Dopo la decisione del governo di chiudere tutte le scuole fino al 3 aprile per contenere la diffusione del coronavirus (2019-nCoV), gli istituti si stanno attrezzando per garantire la didattica a distanza. Le lezioni online sono uno strumento buono per non interrompere del tutto la didattica, e le decisioni cautelative del governo non sono da mettere in discussione. Tuttavia, l’insegnamento da remoto non è in grado di sostituire pienamente quello in presenza. E anche qui, come sempre succede quando si applicano limitazioni così pesanti, sono i più fragili a rimetterci. Per ragazze e ragazzi con disabilità, o che non parlano bene l’italiano, o vivono in contesti particolarmente disagiati, o sono semplicemente più timidi e introversi di altri, la mancanza di un rapporto diretto con gli insegnanti e con i compagni è un limite più pesante rispetto agli altri. Ma i problemi non si limitano a questo.
I limiti tecnici
Come fa notare un articolo uscito su Redattore Sociale, in Italia c’è un problema di capillarità delle connessioni domestiche a internet e di presenza di computer nelle case: «Secondo i dati Istat dell’anno scorso, oltre il 27 per cento delle famiglie con uno o più figli minori non ha un collegamento a banda larga fisso a casa. E nelle famiglie con più figli, o quando i genitori stanno lavorando da casa, potrebbe esserci la necessità di dividersi un unico computer». I limiti riguardano anche la capacità degli insegnanti di utilizzare gli strumenti digitali per offrire un servizio didattico adeguato: «L’Indice di digitalizzazione dell’economia e della società della Commissione Europea rivela che in Italia solo il 20 per cento degli insegnanti ha seguito corsi formativi in materia di alfabetizzazione digitale. Secondo WeSchool, il 20 per cento dei docenti italiani è in grado di insegnare a distanza, il 40 per cento vorrebbe imparare a farlo e il restante 40 per cento è contrario».
I consigli di Dario Ianes
Dario Ianes, docente di pedagogia speciale e didattica speciale all’università di Bolzano e fondatore delle edizioni Erickson di Trento, ha condiviso alcuni consigli che a suo parere potrebbero rendere più inclusiva la didattica a distanza. Questa, come dicevamo, tende ad amplificare le disuguaglianze anche perché, osserva Ianes, «carica sul contesto familiare una serie di incombenze, facendo affidamento sulle possibilità dei genitori». Per quanto riguarda in particolare gli studenti con disabilità, l’aspetto relazionale diventa fondamentale nel loro percorso di apprendimento e di crescita. Ecco quindi i consigli di Ianes su come migliorare la situazione, pur rispettando i limiti imposti dalla situazione straordinaria che stiamo vivendo.

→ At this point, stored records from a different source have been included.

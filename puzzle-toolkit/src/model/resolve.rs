use log::trace;

use super::Alternative;
use super::ClueToken;
use super::ClueValue;
use super::Model;
use crate::basic_types::Bounds;
use crate::basic_types::ModelError;
use crate::basic_types::ModelResult;
use crate::containers::HashMap;
use crate::encoders;
use crate::variables::IntVar;
use crate::variables::Value;

/// Values already resolved for a model, so that equal clues share one variable.
#[derive(Clone, Debug, Default)]
pub(super) struct ClueCache {
    values: HashMap<ClueValue, Value>,
    symbols: HashMap<String, IntVar>,
}

impl Model {
    /// Turns a clue token into a [`Value`] in `[lb, ub]`.
    ///
    /// Literals stay literals; ranges, alternatives and symbols become variables. Resolving an
    /// equal token twice returns the same value and posts nothing the second time. The
    /// `fallback_name` labels the variable created for a range or a list of alternatives.
    ///
    /// Ranges are clamped to `[lb, ub]` and alternatives outside it are dropped, but a bare
    /// literal is returned as given even when it lies outside `[lb, ub]`. Equating it with a cell
    /// then makes the model infeasible rather than failing here.
    pub fn resolve(
        &mut self,
        token: impl Into<ClueToken>,
        lb: i32,
        ub: i32,
        fallback_name: &str,
    ) -> ModelResult<Value> {
        if lb > ub {
            return Err(ModelError::EmptyDomain { lb, ub });
        }
        let bounds = Bounds::new(lb, ub);
        let clue = ClueValue::parse(&token.into())?;

        if let Some(&value) = self.clues.values.get(&clue) {
            trace!("reusing the value of clue {clue:?}");
            return Ok(value);
        }

        let value = match &clue {
            ClueValue::Literal(value) => Value::Literal(*value),
            ClueValue::Symbol(name) => Value::Variable(self.symbol(name, bounds)),
            ClueValue::Interval { min, max } => {
                let lb = min.map_or(lb, |min| min.max(lb));
                let ub = max.map_or(ub, |max| max.min(ub));
                if lb > ub {
                    return Err(ModelError::EmptyDomain { lb, ub });
                }

                let tag = self.names.add_clue(fallback_name);
                Value::Variable(self.new_tagged_int(Bounds::new(lb, ub), tag))
            }
            ClueValue::Alternatives(alternatives) => {
                Value::Variable(self.alternatives(alternatives, bounds, fallback_name)?)
            }
        };

        let _ = self.clues.values.insert(clue, value);
        Ok(value)
    }

    /// The variable shared by every clue naming `name`.
    ///
    /// The first use of a symbol decides its domain.
    pub fn symbol(&mut self, name: &str, bounds: Bounds) -> IntVar {
        if let Some(&var) = self.clues.symbols.get(name) {
            return var;
        }

        let tag = self.names.add_symbol(name);
        let var = self.new_tagged_int(bounds, tag);
        let _ = self.clues.symbols.insert(name.to_owned(), var);
        var
    }

    fn alternatives(
        &mut self,
        alternatives: &[Alternative],
        bounds: Bounds,
        fallback_name: &str,
    ) -> ModelResult<IntVar> {
        let tag = self.names.add_clue(fallback_name);
        let var = self.new_tagged_int(bounds, tag);

        let mut options = Vec::with_capacity(alternatives.len());
        for alternative in alternatives {
            match alternative {
                Alternative::Literal(value) if bounds.contains(*value) => {
                    options.push(encoders::is_equal(self, var, *value));
                }
                Alternative::Literal(_) => {}
                Alternative::Symbol(name) => {
                    let symbol = self.symbol(name, bounds);
                    options.push(encoders::is_equal(self, var, symbol));
                }
            }
        }

        if options.is_empty() {
            return Err(ModelError::EmptyDomain {
                lb: bounds.lb,
                ub: bounds.ub,
            });
        }

        encoders::any_true(self, &options);
        Ok(var)
    }
}

#[cfg(test)]
mod tests {
    use super::*;
    use crate::model::SolveOutcome;

    #[test]
    fn equal_tokens_resolve_to_the_same_value() {
        let mut model = Model::default();

        let first = model.resolve(">5", 1, 9, "clue").unwrap();
        let second = model.resolve(" >5", 1, 9, "clue").unwrap();
        let third = model.resolve(">=6", 1, 9, "clue").unwrap();

        assert_eq!(first, second);
        assert_eq!(first, third);
        assert_eq!(first.bounds(), Bounds::new(6, 9));
    }

    #[test]
    fn literals_outside_the_bounds_are_kept() {
        let mut model = Model::default();
        let cell = model.new_int(1, 9);

        let given = model.resolve("12", 1, 9, "given").unwrap();
        assert_eq!(given, Value::Literal(12));

        encoders::equal(&mut model, cell, given);
        assert!(matches!(model.solve(), SolveOutcome::NoSolution));
    }

    #[test]
    fn symbols_are_shared_between_clues() {
        let mut model = Model::default();

        let x = model.resolve("x", 1, 9, "a").unwrap();
        let alternatives = model.resolve("x,3", 1, 9, "b").unwrap();

        assert_eq!(Some(model.symbol("x", Bounds::new(1, 9))), x.as_variable());
        assert_ne!(x, alternatives);
    }

    #[test]
    fn literals_stay_literals() {
        let mut model = Model::default();

        assert_eq!(model.resolve(4, 1, 9, "a"), Ok(Value::Literal(4)));
        assert_eq!(model.resolve("12", 1, 9, "a"), Ok(Value::Literal(12)));
    }

    #[test]
    fn empty_ranges_are_errors() {
        let mut model = Model::default();

        assert_eq!(
            model.resolve(">9", 1, 9, "a"),
            Err(ModelError::EmptyDomain { lb: 10, ub: 9 })
        );
        assert_eq!(
            model.resolve("12,13", 1, 9, "a"),
            Err(ModelError::EmptyDomain { lb: 1, ub: 9 })
        );
    }

    #[test]
    fn alternatives_only_allow_the_listed_values() {
        let mut model = Model::default();
        let value = model.resolve("2,4", 1, 9, "a").unwrap();
        let var = value.as_variable().unwrap();
        encoders::not_equal(&mut model, var, 2);

        let SolveOutcome::Solved(solution) = model.solve() else {
            panic!("expected a solution");
        };
        assert_eq!(solution.int_value(var), 4);
    }
}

- «Un primo modo, secondo Ianes, potrebbe essere “quello suggerito da un gruppo di genitori di ragazzi con autismo e dal Ciis: il personale di assistenza alla comunicazione e all’autonomia potrebbe andare a domicilio, per svolgere attività domiciliari ma anche esterne”».
- «Il secondo suggerimento di Ianes è rivolto agli insegnanti, perché “costruiscano coppie o terne di ragazzi che stiano intorno al ragazzo con disabilità e lo aiutino a studiare, senza caricare questa incombenza sui genitori».
- «“Se fossi un dirigente – spiega Ianes – chiederei a tutti i docenti di sostegno di telefonare alle famiglie degli studenti disabili, o meglio ancora di andarle a trovare, per esaminare insieme il Pei, fare il punto della situazione e pensare a come attuarlo. In questo modo, questa può diventare l’occasione per approfondire la conoscenza e la collaborazione, rinforzando il ponte necessario tra scuola e famiglia”».
- «La quarta indicazione riguarda il materiale della didattica a distanza: “Immagino che gli insegnanti curricolare, tutti presi da questo nuovo impegno di produrre materiale per i loro alunni, dimenticheranno quelli che hanno bisogni speciali. É necessario che, con l’aiuto dell’insegnante di sostegno, mettano a punto materiale personalizzato».
- «L’ultimo suggerimento si chiama feedback. “Per gli studenti disabili, è importante il feedback continuo: e in questo la didattica a distanza può essere perfino d’aiuto. Suggerisco quindi agli insegnanti di trovare un modo per dare tempestivo riscontro agli studenti con bisogni speciali,dal momento che gli altri studenti non hanno la necessità di un feedback immediato”».